Fireplaces in a gas-free future

In a factory in Denmark, the answer to combining the convenience of electricity with a natural flame has been shaping design decisions for nearly two decades.

Since 2008, Decoflame has been designing and manufacturing fireplaces which look entirely familiar; long ribbons of flame playing within glass architectural centrepieces, but operating with modern technology rather than traditional combustion.

The company’s breakthrough lies in something most people never see: the way the fuel burns.

Rather than igniting liquid bioethanol directly, Decoflame fireplaces warm the fuel until it becomes vapour. Only the vapour burns, while the liquid itself remains sealed in a closed tank, separate from the flame.
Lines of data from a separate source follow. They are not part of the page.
//! Live route table
//!
//! Static base routes are always present. Dynamic routes are installed once
//! menu data has loaded and removed again on logout.

use crate::path::normalize_route_path;
use crate::route::{RouteDefinition, flatten_routes};
use chai_core::RouterConfig;
use parking_lot::RwLock;
use serde::Serialize;
use std::sync::Arc;
use std::sync::atomic::{AtomicBool, Ordering};

/// A route that exists independently of menu data
#[derive(Debug, Clone, PartialEq, Eq, Serialize)]
pub struct StaticRoute {
    /// Route path
    pub path: String,
    /// Route name
    pub name: String,
    /// Document title
    pub title: String,
    /// Redirect target
    #[serde(skip_serializing_if = "Option::is_none")]
    pub redirect: Option<String>,
}

impl StaticRoute {
    fn new(path: &str, name: &str, title: &str) -> Self {
        Self {
            path: normalize_route_path(path),
            name: name.to_string(),
            title: title.to_string(),
            redirect: None,
        }
    }
}

/// Where a resolved route came from
#[derive(Debug, Clone, Copy, PartialEq, Eq, Serialize)]
#[serde(rename_all = "snake_case")]
pub enum RouteOrigin {
    /// A static base route
    Static,
    /// A route materialized from menu data
    Dynamic,
    /// The catch-all rule for unknown paths
    CatchAll,
}

/// Result of resolving a path against the table
#[derive(Debug, Clone, PartialEq, Eq, Serialize)]
pub struct RouteMatch {
    /// Matched route path
    pub path: String,
    /// Route title
    pub title: Option<String>,
    /// Redirect target
    pub redirect: Option<String>,
    /// Route origin
    pub origin: RouteOrigin,
}

/// Static base routes plus the installed dynamic routes
#[derive(Debug)]
pub struct RouteTable {
    static_routes: Vec<StaticRoute>,
    not_found_path: String,
    dynamic: RwLock<Arc<Vec<RouteDefinition>>>,
    loaded: AtomicBool,
}

impl RouteTable {
    /// Create a table holding only the static base routes
    pub fn new(config: &RouterConfig) -> Self {
        let landing = normalize_route_path(&config.landing_path);
        let static_routes = vec![
            StaticRoute::new(&config.login_path, "Login", "Login"),
            StaticRoute::new(&config.not_found_path, "NotFound", "Page Not Found"),
            StaticRoute::new(&config.forbidden_path, "Forbidden", "Access Denied"),
            StaticRoute::new(&config.server_error_path, "ServerError", "Server Error"),
            StaticRoute {
                redirect: Some(landing.clone()),
                ..StaticRoute::new("/", "Layout", &config.home_title)
            },
            StaticRoute::new(&landing, "Dashboard", &config.home_title),
        ];

        Self {
            static_routes,
            not_found_path: normalize_route_path(&config.not_found_path),
            dynamic: RwLock::new(Arc::new(Vec::new())),
            loaded: AtomicBool::new(false),
        }
    }

    /// Replace the dynamic routes and mark them loaded
    ///
    /// An empty list still counts as loaded so navigation does not keep
    /// reloading an empty access set.
    pub fn install(&self, routes: Arc<Vec<RouteDefinition>>) {
        let count = routes.len();
        *self.dynamic.write() = routes;
        self.loaded.store(true, Ordering::Release);
        tracing::info!(routes = count, "dynamic routes installed");
    }

    /// Drop every dynamic route, keeping only the static base
    pub fn reset(&self) {
        *self.dynamic.write() = Arc::new(Vec::new());
        self.loaded.store(false, Ordering::Release);
        tracing::info!("route table reset to static routes");
    }

    /// Whether dynamic routes have been installed this session
    pub fn is_loaded(&self) -> bool {
        self.loaded.load(Ordering::Acquire)
    }

    /// Whether any dynamic route is installed
    pub fn has_dynamic_routes(&self) -> bool {
        !self.dynamic.read().is_empty()
    }

    /// Installed dynamic routes
    pub fn dynamic_routes(&self) -> Arc<Vec<RouteDefinition>> {
        Arc::clone(&self.dynamic.read())
    }

    /// Static base routes
    pub fn static_routes(&self) -> &[StaticRoute] {
        &self.static_routes
    }

    /// Resolve a path against static and dynamic routes
    pub fn resolve(&self, path: &str) -> Option<RouteMatch> {
        let target = normalize_route_path(path);

        if let Some(route) = self.static_routes.iter().find(|r| r.path == target) {
            return Some(RouteMatch {
                path: route.path.clone(),
                title: Some(route.title.clone()),
                redirect: route.redirect.clone(),
                origin: RouteOrigin::Static,
            });
        }

        let dynamic = self.dynamic.read();
        flatten_routes(&dynamic)
            .find(|route| route.path == target)
            .map(|route| RouteMatch {
                path: route.path.clone(),
                title: Some(route.meta.title.clone()),
                redirect: route.redirect.clone(),
                origin: RouteOrigin::Dynamic,
            })
    }

    /// Resolve a path, sending unknown paths to the not-found page once
    /// dynamic routes are installed
    pub fn resolve_with_catch_all(&self, path: &str) -> Option<RouteMatch> {
        self.resolve(path).or_else(|| {
            self.has_dynamic_routes().then(|| RouteMatch {
                path: normalize_route_path(path),
                title: None,
                redirect: Some(self.not_found_path.clone()),
                origin: RouteOrigin::CatchAll,
            })
        })
    }

    /// Title of the route at `path`
    pub fn title_for(&self, path: &str) -> Option<String> {
        self.resolve(path).and_then(|matched| matched.title)
    }
}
“With 20-80 hour-long burn times, our patented Burning Ethanol Vapour (BEV) technology works very differently from traditional manual ethanol burners,” explains Chris George, Sales Director at Decoflame. “With BEV, the flame is never in contact with the fuel. Bioethanol is delivered to the appliance via an automatic pump system and stored in a sealed container inside the fireplace. Our technology converts that bioethanol into vapour, and the vapour is what actually burns.”

The flame never touches the fuel source; the process is controlled and contained in a way traditional bioethanol burners never were.
With 20-80 hour-long burn times, this Burning Ethanol Vapour (BEV) technology works differently from manual ethanol burners
No limitations to installation; a specifier's dream.

This innovative system of Burning Ethanol Vapour changes the experience in subtle but important ways.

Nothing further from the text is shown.